- [Exercise details]:
For the data below, give again exactly the lines from the one containing "use leptos::task::spawn_local;" through the one containing "fn current_route() ->", both ends included, and no others.

- [The records]:
○ ○ ○

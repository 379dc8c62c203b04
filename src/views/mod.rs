use crate::api::{ApiClient, ApiError};
use crate::model::{Breadcrumb, Note, Notebook};
use crate::path;
use crate::router::{NavigationEngine, ViewMode};
use leptos::ev;
use leptos::prelude::*;
use leptos::task::spawn_local;
use wasm_bindgen::JsCast;

pub(crate) type Engine = NavigationEngine<ApiClient>;

/// The engine is built on `Rc` and is not `Send`, but `provide_context` and
/// the view tree's closures demand `Send + Sync`. A `LocalStorage` arena
/// handle is both, so the engine lives in the thread-local arena and only
/// the handle crosses those boundaries.
#[derive(Clone, Copy)]
pub(crate) struct EngineContext(pub StoredValue<Engine, LocalStorage>);

#[derive(Clone, Copy)]
pub(crate) struct ApiContext(pub StoredValue<ApiClient, LocalStorage>);

/// Inline note editor state. Global so the Ctrl-E/S/X keybindings can reach
/// it from the window keydown listener.
#[derive(Clone, Copy)]
pub(crate) struct EditorState {
    pub editing: RwSignal<bool>,
    pub draft: RwSignal<String>,
    pub saving: RwSignal<bool>,
}

/// Route path for the current browser location (no leading slash; empty
/// string is the root notebook).
fn current_route() -> String {
    web_sys::window()
        .and_then(|w| w.location().pathname().ok())
        .map(|p| p.trim_start_matches('/').to_string())
        .unwrap_or_default()
}

/// Decide whether an absolute href is ours to route. Only same-origin links
/// to notebooks (trailing `/`, or the site root) and notes (document
/// suffix) are handled; everything else falls through to the browser.
pub(crate) fn route_target(href: &str, origin: &str) -> Option<String> {
    let rest = href.strip_prefix(origin)?;
    let path = rest.strip_prefix('/').unwrap_or(rest);

    if path.is_empty() || path.ends_with('/') || path.ends_with(path::NOTE_EXT) {
        Some(path.to_string())
    } else {
        None
    }
}

fn push_route(route: &str) {
    if let Some(win) = web_sys::window() {
        if let Ok(history) = win.history() {
            let _ = history.push_state_with_url(
                &wasm_bindgen::JsValue::NULL,
                "",
                Some(&format!("/{route}")),
            );
        }
    }
}

fn alert(message: &str) {
    if let Some(win) = web_sys::window() {
        let _ = win.alert_with_message(message);
    }
}

/// Delegated click handling for relative links, including links inside
/// rendered note HTML (which never get per-element handlers). Links with a
/// `data-bypass` attribute or opening a new tab are left alone.
fn on_document_click(engine: &Engine, ev: web_sys::MouseEvent) {
    let Some(target) = ev.target() else {
        return;
    };
    let Some(el) = target
        .dyn_ref::<web_sys::Element>()
        .and_then(|el| el.closest("a").ok().flatten())
    else {
        return;
    };
    let Some(anchor) = el.dyn_ref::<web_sys::HtmlAnchorElement>() else {
        return;
    };

    if anchor.has_attribute("data-bypass") || anchor.target() == "_blank" {
        return;
    }

    let origin = web_sys::window()
        .and_then(|w| w.location().origin().ok())
        .unwrap_or_default();
    let Some(route) = route_target(&anchor.href(), &origin) else {
        return;
    };

    ev.prevent_default();
    push_route(&route);
    engine.navigate(&route);
}

fn begin_edit(engine: &Engine, editor: EditorState) {
    let note = engine.model.note.get();
    if note.path.is_empty() {
        return;
    }
    editor.draft.set(note.raw);
    editor.editing.set(true);
}

fn cancel_edit(editor: EditorState) {
    editor.editing.set(false);
}

fn save_edit(api: ApiClient, engine: Engine, editor: EditorState) {
    if !editor.editing.get_untracked() || editor.saving.get_untracked() {
        return;
    }

    let path = engine.model.note.get().path;
    if path.is_empty() {
        return;
    }
    let text = editor.draft.get_untracked().trim().to_string();

    editor.saving.set(true);
    spawn_local(async move {
        match api.save_note(&path, &text).await {
            Ok(data) => {
                engine.commit_saved_note(data);
                editor.editing.set(false);
            }
            Err(e) => alert(&format!("Error: {e}")),
        }
        editor.saving.set(false);
    });
}

#[component]
pub fn App() -> impl IntoView {
    let api = ApiClient::from_env();
    let engine = Engine::new(api.clone());

    provide_context(EngineContext(StoredValue::new_local(engine.clone())));
    provide_context(ApiContext(StoredValue::new_local(api.clone())));

    let editor = EditorState {
        editing: RwSignal::new(false),
        draft: RwSignal::new(String::new()),
        saving: RwSignal::new(false),
    };
    provide_context(editor);

    // Bridge the model's slots into signals. Views only ever subscribe and
    // read; all writes go through the engine.
    let note = RwSignal::new(engine.model.note.get());
    let notebook = RwSignal::new(engine.model.notebook.get());
    let breadcrumbs = RwSignal::new(engine.breadcrumbs.get());
    let mode = RwSignal::new(engine.mode.get());

    let _ = engine.model.note.subscribe(move |n: &Note| note.set(n.clone()));
    let _ = engine
        .model
        .notebook
        .subscribe(move |nb: &Notebook| notebook.set(nb.clone()));
    let _ = engine
        .breadcrumbs
        .subscribe(move |b: &Vec<Breadcrumb>| breadcrumbs.set(b.clone()));
    let _ = engine.mode.subscribe(move |m: &ViewMode| mode.set(*m));

    // Fetch failures block with status and body; there is no toast layer.
    let _ = engine.last_error.subscribe(|err: &Option<ApiError>| {
        if let Some(err) = err {
            alert(&format!("Error: {err}"));
        }
    });

    let engine_pop = engine.clone();
    let pop_handle = window_event_listener(ev::popstate, move |_ev: web_sys::PopStateEvent| {
        engine_pop.navigate(&current_route());
    });

    let engine_click = engine.clone();
    let click_handle = window_event_listener(ev::click, move |ev: web_sys::MouseEvent| {
        on_document_click(&engine_click, ev);
    });

    let engine_keys = engine.clone();
    let api_keys = api.clone();
    let key_handle = window_event_listener(ev::keydown, move |ev: web_sys::KeyboardEvent| {
        if !ev.ctrl_key() {
            return;
        }
        match ev.key().as_str() {
            "e" => {
                ev.prevent_default();
                begin_edit(&engine_keys, editor);
            }
            "s" => {
                ev.prevent_default();
                save_edit(api_keys.clone(), engine_keys.clone(), editor);
            }
            "x" => {
                ev.prevent_default();
                cancel_edit(editor);
            }
            _ => {}
        }
    });

    // Keep the global listeners alive for the app's lifetime.
    let _handles = StoredValue::new(Some((pop_handle, click_handle, key_handle)));

    // First paint resolves whatever path the browser landed on.
    engine.navigate(&current_route());

    view! {
        <div class="app">
            <NotebookPane notebook mode />
            <NotePane note breadcrumbs mode />
        </div>
    }
}

#[component]
fn NotebookPane(notebook: RwSignal<Notebook>, mode: RwSignal<ViewMode>) -> impl IntoView {
    let engine = expect_context::<EngineContext>().0;

    let query: RwSignal<String> = RwSignal::new(String::new());
    let filter: RwSignal<String> = RwSignal::new(String::new());

    let visible_notes = move || {
        let needle = filter.get().trim().to_lowercase();
        notebook
            .get()
            .notes
            .into_iter()
            .filter(|n| needle.is_empty() || n.title.to_lowercase().contains(&needle))
            .collect::<Vec<_>>()
    };

    view! {
        <aside class="notes">
            <h2 class="notebook-name">
                {move || notebook.get().name.unwrap_or_else(|| "\u{2026}".to_string())}
            </h2>

            <input
                class="search"
                type="search"
                placeholder="Search all notes"
                prop:value=move || query.get()
                on:input=move |ev| {
                    let q = event_target_value(&ev);
                    query.set(q.clone());
                    engine.with_value(|e| e.queue_search(&q));
                }
            />

            <input
                class="filter"
                type="text"
                placeholder="Filter this notebook"
                prop:value=move || filter.get()
                on:input=move |ev| filter.set(event_target_value(&ev))
            />

            <Show
                when=move || mode.get() != ViewMode::EmptyNotebook
                fallback=|| view! { <p class="empty">"This notebook has no notes yet."</p> }
            >
                <ul class="note-list">
                    {move || {
                        visible_notes()
                            .into_iter()
                            .map(|n| {
                                view! {
                                    <li>
                                        <a href=format!("/{}", n.url)>{n.title}</a>
                                    </li>
                                }
                            })
                            .collect_view()
                    }}
                </ul>
            </Show>
        </aside>
    }
}

#[component]
fn NotePane(
    note: RwSignal<Note>,
    breadcrumbs: RwSignal<Vec<Breadcrumb>>,
    mode: RwSignal<ViewMode>,
) -> impl IntoView {
    let engine = expect_context::<EngineContext>().0;
    let api = expect_context::<ApiContext>().0;
    let editor = expect_context::<EditorState>();

    // Copy handles only, so these handlers stay `Send` for the view tree.
    let on_edit = move |_| engine.with_value(|e| begin_edit(e, editor));
    let on_cancel = move |_| cancel_edit(editor);
    let on_save = move |_| save_edit(api.get_value(), engine.get_value(), editor);

    view! {
        <main class="note">
            <nav class="breadcrumbs">
                <a href="/">"home"</a>
                {move || {
                    breadcrumbs
                        .get()
                        .into_iter()
                        .map(|b| {
                            view! {
                                <span class="sep">"/"</span>
                                <a href=b.href>{b.label}</a>
                            }
                        })
                        .collect_view()
                }}
            </nav>

            <Show
                when=move || mode.get() == ViewMode::Reading
                fallback=|| view! { <p class="empty">"Nothing to show."</p> }
            >
                <article>
                    <h1 class="title">{move || note.get().title}</h1>

                    <Show
                        when=move || !editor.editing.get()
                        fallback=move || {
                            view! {
                                <div class="editor">
                                    <textarea
                                        class="plaintext-editor"
                                        prop:value=move || editor.draft.get()
                                        on:input=move |ev| editor.draft.set(event_target_value(&ev))
                                    ></textarea>
                                    <button
                                        class="js-save"
                                        disabled=move || editor.saving.get()
                                        on:click=on_save
                                    >
                                        {move || if editor.saving.get() { "Saving\u{2026}" } else { "Save" }}
                                    </button>
                                    <button class="js-cancel" on:click=on_cancel>"Cancel"</button>
                                </div>
                            }
                        }
                    >
                        <div class="content" inner_html=move || note.get().html></div>
                        <button class="js-edit" on:click=on_edit>"Edit"</button>
                    </Show>
                </article>
            </Show>
        </main>
    }
}

#[cfg(test)]
mod tests {
    use super::*;

    const ORIGIN: &str = "http://localhost:6789";

    #[test]
    fn test_route_target_accepts_notebooks_and_notes() {
        assert_eq!(
            route_target("http://localhost:6789/a/b/", ORIGIN),
            Some("a/b/".to_string())
        );
        assert_eq!(
            route_target("http://localhost:6789/a/b.md", ORIGIN),
            Some("a/b.md".to_string())
        );
        assert_eq!(
            route_target("http://localhost:6789/", ORIGIN),
            Some(String::new())
        );
    }

    #[test]
    fn test_route_target_rejects_other_origins_and_files() {
        assert_eq!(route_target("http://elsewhere.example/a/", ORIGIN), None);
        assert_eq!(
            route_target("http://localhost:6789/assets/photo.png", ORIGIN),
            None
        );
    }

    #[test]
    fn test_context_payloads_satisfy_provide_context_bound() {
        // `provide_context` requires `Send + Sync`. The Rc-based engine only
        // ever crosses that boundary as a `LocalStorage` arena handle, which
        // is thread-safe even though the engine itself is not.
        fn assert_context_payload<T: Send + Sync + 'static>() {}
        assert_context_payload::<EditorState>();
        assert_context_payload::<EngineContext>();
        assert_context_payload::<ApiContext>();
    }
}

○ ○ ○

- [Expected answer]:
use leptos::task::spawn_local;
use wasm_bindgen::JsCast;

pub(crate) type Engine = NavigationEngine<ApiClient>;

/// The engine is built on `Rc` and is not `Send`, but `provide_context` and
/// the view tree's closures demand `Send + Sync`. A `LocalStorage` arena
/// handle is both, so the engine lives in the thread-local arena and only
/// the handle crosses those boundaries.
#[derive(Clone, Copy)]
pub(crate) struct EngineContext(pub StoredValue<Engine, LocalStorage>);

#[derive(Clone, Copy)]
pub(crate) struct ApiContext(pub StoredValue<ApiClient, LocalStorage>);

/// Inline note editor state. Global so the Ctrl-E/S/X keybindings can reach
/// it from the window keydown listener.
#[derive(Clone, Copy)]
pub(crate) struct EditorState {
    pub editing: RwSignal<bool>,
    pub draft: RwSignal<String>,
    pub saving: RwSignal<bool>,
}

/// Route path for the current browser location (no leading slash; empty
/// string is the root notebook).
fn current_route() -> String {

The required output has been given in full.